Every line below that includes "changeme" counts toward the total. Report that total alone.
= = = =
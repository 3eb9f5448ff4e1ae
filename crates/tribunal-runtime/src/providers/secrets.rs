//! Provider credentials.
//!
//! A key is wrapped in a [`SecretString`] the moment it is read and only
//! exposed when a request header is built. Template values such as `""` or
//! `NA` count as absent, so a copied `.env.example` never looks configured.

use secrecy::{ExposeSecret, SecretString};
use serde_json::Value as JsonValue;
use std::fmt;

use super::ProviderError;

/// Where a credential came from.
#[derive(Debug, Clone, Copy, PartialEq, Eq)]
pub enum CredentialSource {
    /// `provider.options` in the runtime configuration
    Config,
    Environment,
    /// Handed to a constructor directly
    Programmatic,
}

impl fmt::Display for CredentialSource {
    fn fmt(&self, f: &mut fmt::Formatter<'_>) -> fmt::Result {
        f.write_str(match self {
            CredentialSource::Config => "config",
            CredentialSource::Environment => "environment",
            CredentialSource::Programmatic => "programmatic",
        })
    }
}

pub struct ApiCredential {
    value: SecretString,
    source: CredentialSource,
    label: &'static str,
}

impl ApiCredential {
    pub fn new(value: impl Into<String>, source: CredentialSource, label: &'static str) -> Self {
        Self {
            value: SecretString::from(value.into()),
            source,
            label,
        }
    }

    /// `options[key]` if set, otherwise the environment variable.
    pub fn from_config_or_env(
        options: &JsonValue,
        key: &str,
        env_var: &str,
        label: &'static str,
    ) -> Result<Self, ProviderError> {
        Self::resolve(options, key, env_var, label, env_lookup)
    }

    /// Resolution with an injectable environment lookup.
    pub fn resolve<F>(
        options: &JsonValue,
        key: &str,
        env_var: &str,
        label: &'static str,
        lookup: F,
    ) -> Result<Self, ProviderError>
    where
        F: Fn(&str) -> Option<String>,
    {
        if let Some(value) = configured(options, key) {
            return Ok(Self::new(value, CredentialSource::Config, label));
        }
        match lookup(env_var).filter(|v| !is_placeholder(v)) {
            Some(value) => Ok(Self::new(value, CredentialSource::Environment, label)),
            None => Err(ProviderError::NotConfigured(format!(
                "{} missing: set provider.options.{} or {}",
                label, key, env_var
            ))),
        }
    }

    pub fn is_available(options: &JsonValue, key: &str, env_var: &str) -> bool {
        configured(options, key).is_some() || env_lookup(env_var).filter(|v| !is_placeholder(v)).is_some()
    }

    /// The raw key. Call only while building a request.
    pub fn expose(&self) -> &str {
        self.value.expose_secret()
    }

    pub fn is_empty(&self) -> bool {
        self.expose().is_empty()
    }

    pub fn source(&self) -> CredentialSource {
        self.source
    }
}

impl fmt::Debug for ApiCredential {
    fn fmt(&self, f: &mut fmt::Formatter<'_>) -> fmt::Result {
        f.debug_struct("ApiCredential")
            .field("label", &self.label)
            .field("source", &self.source)
            .finish_non_exhaustive()
    }
}

impl fmt::Display for ApiCredential {
    fn fmt(&self, f: &mut fmt::Formatter<'_>) -> fmt::Result {
        write!(f, "{} ({}, redacted)", self.label, self.source)
    }
}

/// Values that mean "not configured".
pub fn is_placeholder(value: &str) -> bool {
    matches!(
        value.trim().to_ascii_lowercase().as_str(),
        "" | "na" | "n/a" | "none" | "null" | "changeme"
    )
}

fn configured<'a>(options: &'a JsonValue, key: &str) -> Option<&'a str> {
    options.get(key)?.as_str().filter(|v| !is_placeholder(v))
}

fn env_lookup(env_var: &str) -> Option<String> {
    std::env::var(env_var).ok()
}

#[cfg(test)]
mod tests {
    use super::*;
    use serde_json::json;

    fn env(value: Option<&'static str>) -> impl Fn(&str) -> Option<String> {
        move |_| value.map(str::to_string)
    }

    #[test]
    fn test_never_formats_the_secret() {
        let secret = "sk-ant-very-secret";
        let credential = ApiCredential::new(secret, CredentialSource::Config, "Anthropic API key");

        for rendered in [format!("{:?}", credential), credential.to_string()] {
            assert!(!rendered.contains(secret));
            assert!(rendered.contains("Anthropic API key"));
        }
        assert_eq!(credential.expose(), secret);
    }

    #[test]
    fn test_config_wins_over_environment() {
        let credential =
            ApiCredential::resolve(&json!({ "api_key": "from-config" }), "api_key", "KEY", "key", env(Some("from-env")))
                .unwrap();
        assert_eq!(credential.expose(), "from-config");
        assert_eq!(credential.source(), CredentialSource::Config);
    }

    #[test]
    fn test_placeholder_falls_through_to_environment() {
        let credential =
            ApiCredential::resolve(&json!({ "api_key": " NA " }), "api_key", "KEY", "key", env(Some("from-env")))
                .unwrap();
        assert_eq!(credential.expose(), "from-env");
        assert_eq!(credential.source(), CredentialSource::Environment);
    }

    #[test]
    fn test_missing_everywhere_names_both_sources() {
        let err = ApiCredential::resolve(&json!({}), "api_key", "ANTHROPIC_API_KEY", "Anthropic API key", env(Some("")))
            .unwrap_err();
        let message = err.to_string();
        assert!(message.contains("provider.options.api_key"));
        assert!(message.contains("ANTHROPIC_API_KEY"));
    }

    #[test]
    fn test_is_available_ignores_placeholders() {
        assert!(ApiCredential::is_available(&json!({ "api_key": "sk-1" }), "api_key", "TRIBUNAL_TEST_UNSET_7781"));
        assert!(!ApiCredential::is_available(&json!({ "api_key": "changeme" }), "api_key", "TRIBUNAL_TEST_UNSET_7781"));
    }
}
= = = =
* _Worked solution_:
2